Only lines containing the string "VerifiedIdentity" belong in the answer; copy all of them from the entries.

....

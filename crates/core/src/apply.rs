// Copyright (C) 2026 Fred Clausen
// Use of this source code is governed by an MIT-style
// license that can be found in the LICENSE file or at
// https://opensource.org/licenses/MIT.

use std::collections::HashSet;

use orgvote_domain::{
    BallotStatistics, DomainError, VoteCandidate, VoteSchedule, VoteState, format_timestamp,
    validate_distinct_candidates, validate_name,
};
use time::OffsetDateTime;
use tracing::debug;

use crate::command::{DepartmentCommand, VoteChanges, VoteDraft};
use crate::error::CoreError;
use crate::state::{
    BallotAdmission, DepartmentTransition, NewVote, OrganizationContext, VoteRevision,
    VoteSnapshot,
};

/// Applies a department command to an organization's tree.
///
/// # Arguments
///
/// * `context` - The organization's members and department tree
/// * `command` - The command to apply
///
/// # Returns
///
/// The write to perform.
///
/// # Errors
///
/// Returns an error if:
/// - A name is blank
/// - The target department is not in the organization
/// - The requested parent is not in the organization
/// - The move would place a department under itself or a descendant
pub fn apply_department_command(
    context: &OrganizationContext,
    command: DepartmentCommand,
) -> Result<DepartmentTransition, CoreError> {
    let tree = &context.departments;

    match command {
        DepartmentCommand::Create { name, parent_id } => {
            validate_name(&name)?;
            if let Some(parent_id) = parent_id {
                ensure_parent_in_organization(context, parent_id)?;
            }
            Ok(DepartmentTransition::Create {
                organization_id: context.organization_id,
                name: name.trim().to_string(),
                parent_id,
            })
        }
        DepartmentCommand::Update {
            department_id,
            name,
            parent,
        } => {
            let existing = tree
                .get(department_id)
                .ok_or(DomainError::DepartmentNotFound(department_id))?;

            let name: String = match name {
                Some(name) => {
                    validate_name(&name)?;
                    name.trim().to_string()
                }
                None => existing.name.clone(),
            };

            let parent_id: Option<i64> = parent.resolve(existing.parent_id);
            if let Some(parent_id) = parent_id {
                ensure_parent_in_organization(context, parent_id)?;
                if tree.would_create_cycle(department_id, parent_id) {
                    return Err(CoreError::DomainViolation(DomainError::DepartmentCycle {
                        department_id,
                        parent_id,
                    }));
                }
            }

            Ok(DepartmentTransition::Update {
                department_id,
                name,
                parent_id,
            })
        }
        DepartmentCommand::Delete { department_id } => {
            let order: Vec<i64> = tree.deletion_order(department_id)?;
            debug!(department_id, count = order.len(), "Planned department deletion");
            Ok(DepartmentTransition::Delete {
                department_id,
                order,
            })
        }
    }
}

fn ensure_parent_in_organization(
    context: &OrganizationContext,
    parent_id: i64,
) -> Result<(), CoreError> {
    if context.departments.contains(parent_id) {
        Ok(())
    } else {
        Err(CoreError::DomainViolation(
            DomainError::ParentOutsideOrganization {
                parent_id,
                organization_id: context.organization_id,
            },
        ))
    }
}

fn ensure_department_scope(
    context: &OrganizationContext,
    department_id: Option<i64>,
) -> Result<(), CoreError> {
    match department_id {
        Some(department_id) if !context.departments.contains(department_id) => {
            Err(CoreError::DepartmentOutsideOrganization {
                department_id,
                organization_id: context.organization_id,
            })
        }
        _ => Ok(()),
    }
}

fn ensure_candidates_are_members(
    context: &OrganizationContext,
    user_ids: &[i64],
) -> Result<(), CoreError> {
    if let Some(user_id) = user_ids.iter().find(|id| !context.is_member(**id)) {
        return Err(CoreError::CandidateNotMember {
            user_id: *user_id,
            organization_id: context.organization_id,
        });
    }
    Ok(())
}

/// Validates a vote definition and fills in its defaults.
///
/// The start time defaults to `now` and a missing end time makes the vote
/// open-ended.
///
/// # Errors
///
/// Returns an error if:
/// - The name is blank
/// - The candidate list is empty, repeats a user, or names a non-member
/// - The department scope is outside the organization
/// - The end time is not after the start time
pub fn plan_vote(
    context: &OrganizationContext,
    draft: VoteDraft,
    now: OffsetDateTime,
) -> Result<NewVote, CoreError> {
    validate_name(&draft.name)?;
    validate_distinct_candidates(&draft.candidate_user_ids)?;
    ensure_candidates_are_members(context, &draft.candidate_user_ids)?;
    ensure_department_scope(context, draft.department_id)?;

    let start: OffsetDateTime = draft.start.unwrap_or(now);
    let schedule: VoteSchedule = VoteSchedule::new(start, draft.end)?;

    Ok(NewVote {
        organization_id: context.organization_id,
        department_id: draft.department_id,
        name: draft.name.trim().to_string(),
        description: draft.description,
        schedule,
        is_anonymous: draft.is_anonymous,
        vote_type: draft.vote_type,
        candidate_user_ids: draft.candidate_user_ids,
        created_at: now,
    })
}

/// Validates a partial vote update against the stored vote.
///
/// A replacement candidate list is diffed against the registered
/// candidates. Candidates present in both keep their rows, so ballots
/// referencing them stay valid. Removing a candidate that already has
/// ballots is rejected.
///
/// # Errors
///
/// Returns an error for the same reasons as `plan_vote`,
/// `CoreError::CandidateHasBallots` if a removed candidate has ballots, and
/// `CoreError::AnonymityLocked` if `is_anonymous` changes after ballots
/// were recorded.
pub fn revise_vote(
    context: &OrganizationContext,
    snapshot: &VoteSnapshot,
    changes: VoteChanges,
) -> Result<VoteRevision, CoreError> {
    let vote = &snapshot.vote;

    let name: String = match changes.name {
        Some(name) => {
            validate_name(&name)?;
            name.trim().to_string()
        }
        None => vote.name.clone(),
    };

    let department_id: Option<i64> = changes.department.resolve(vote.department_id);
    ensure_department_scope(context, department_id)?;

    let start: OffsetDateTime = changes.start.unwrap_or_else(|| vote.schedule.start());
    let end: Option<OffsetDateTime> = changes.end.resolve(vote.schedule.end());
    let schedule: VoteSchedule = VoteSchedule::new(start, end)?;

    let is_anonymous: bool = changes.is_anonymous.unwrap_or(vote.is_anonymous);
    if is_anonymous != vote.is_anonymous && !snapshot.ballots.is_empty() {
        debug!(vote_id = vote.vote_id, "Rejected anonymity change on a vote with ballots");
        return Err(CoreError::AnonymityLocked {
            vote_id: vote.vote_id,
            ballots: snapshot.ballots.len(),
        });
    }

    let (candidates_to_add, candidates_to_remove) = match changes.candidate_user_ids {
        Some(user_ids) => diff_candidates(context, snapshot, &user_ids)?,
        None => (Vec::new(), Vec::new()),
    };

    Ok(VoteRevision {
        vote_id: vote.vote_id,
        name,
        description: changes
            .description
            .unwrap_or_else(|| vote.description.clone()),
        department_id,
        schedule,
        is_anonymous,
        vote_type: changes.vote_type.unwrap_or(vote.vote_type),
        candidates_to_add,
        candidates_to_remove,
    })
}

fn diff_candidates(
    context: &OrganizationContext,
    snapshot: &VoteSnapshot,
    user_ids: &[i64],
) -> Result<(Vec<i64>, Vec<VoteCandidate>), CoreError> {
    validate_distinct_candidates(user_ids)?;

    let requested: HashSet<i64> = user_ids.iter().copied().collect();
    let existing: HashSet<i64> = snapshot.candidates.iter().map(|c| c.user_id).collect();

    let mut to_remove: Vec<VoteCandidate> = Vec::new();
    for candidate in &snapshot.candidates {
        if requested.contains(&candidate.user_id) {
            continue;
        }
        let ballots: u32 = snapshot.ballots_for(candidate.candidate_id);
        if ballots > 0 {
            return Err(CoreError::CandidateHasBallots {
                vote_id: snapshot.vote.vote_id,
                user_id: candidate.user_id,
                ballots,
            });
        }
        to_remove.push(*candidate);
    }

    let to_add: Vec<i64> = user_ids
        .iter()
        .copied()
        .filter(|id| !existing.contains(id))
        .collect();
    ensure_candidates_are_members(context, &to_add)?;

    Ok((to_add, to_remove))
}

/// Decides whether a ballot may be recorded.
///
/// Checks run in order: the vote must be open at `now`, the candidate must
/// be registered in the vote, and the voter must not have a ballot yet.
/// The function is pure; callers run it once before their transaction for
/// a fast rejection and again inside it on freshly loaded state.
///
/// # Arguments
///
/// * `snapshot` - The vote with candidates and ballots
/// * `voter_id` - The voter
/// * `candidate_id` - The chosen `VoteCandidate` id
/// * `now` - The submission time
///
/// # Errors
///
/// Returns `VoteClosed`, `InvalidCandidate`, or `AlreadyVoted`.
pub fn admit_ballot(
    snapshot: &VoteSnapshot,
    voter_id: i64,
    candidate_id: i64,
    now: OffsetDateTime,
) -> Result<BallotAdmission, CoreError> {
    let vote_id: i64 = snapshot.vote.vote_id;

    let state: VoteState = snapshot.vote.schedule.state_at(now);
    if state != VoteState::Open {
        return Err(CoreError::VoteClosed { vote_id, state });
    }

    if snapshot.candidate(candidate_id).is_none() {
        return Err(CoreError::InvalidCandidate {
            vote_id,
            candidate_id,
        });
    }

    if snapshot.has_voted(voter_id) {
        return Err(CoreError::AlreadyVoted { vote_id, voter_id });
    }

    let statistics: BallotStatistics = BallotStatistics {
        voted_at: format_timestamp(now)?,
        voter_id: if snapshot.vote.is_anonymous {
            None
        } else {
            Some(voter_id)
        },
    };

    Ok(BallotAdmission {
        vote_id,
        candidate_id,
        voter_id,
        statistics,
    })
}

....

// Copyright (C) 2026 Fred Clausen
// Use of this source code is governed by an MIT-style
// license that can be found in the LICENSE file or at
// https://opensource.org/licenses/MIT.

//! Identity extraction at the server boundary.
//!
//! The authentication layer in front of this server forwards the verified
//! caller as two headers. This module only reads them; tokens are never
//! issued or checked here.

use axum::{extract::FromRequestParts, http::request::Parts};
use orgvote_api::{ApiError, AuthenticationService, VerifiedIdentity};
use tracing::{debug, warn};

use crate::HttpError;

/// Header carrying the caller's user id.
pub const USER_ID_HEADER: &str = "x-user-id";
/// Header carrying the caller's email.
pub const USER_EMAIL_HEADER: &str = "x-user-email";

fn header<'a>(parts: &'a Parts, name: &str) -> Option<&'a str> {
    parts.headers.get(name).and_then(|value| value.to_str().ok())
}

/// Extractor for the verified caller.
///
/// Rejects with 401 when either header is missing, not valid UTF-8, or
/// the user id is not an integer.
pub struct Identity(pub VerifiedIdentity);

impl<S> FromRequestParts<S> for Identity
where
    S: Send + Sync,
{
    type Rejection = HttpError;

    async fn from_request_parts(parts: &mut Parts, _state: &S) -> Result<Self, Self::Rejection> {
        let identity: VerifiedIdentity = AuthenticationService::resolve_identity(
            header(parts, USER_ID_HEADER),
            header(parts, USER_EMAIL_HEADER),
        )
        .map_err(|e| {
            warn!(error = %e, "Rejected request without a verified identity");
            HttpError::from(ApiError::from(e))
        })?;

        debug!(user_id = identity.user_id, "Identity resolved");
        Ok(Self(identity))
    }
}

....

**Solved exercise:**
use orgvote_api::{ApiError, AuthenticationService, VerifiedIdentity};
pub struct Identity(pub VerifiedIdentity);
        let identity: VerifiedIdentity = AuthenticationService::resolve_identity(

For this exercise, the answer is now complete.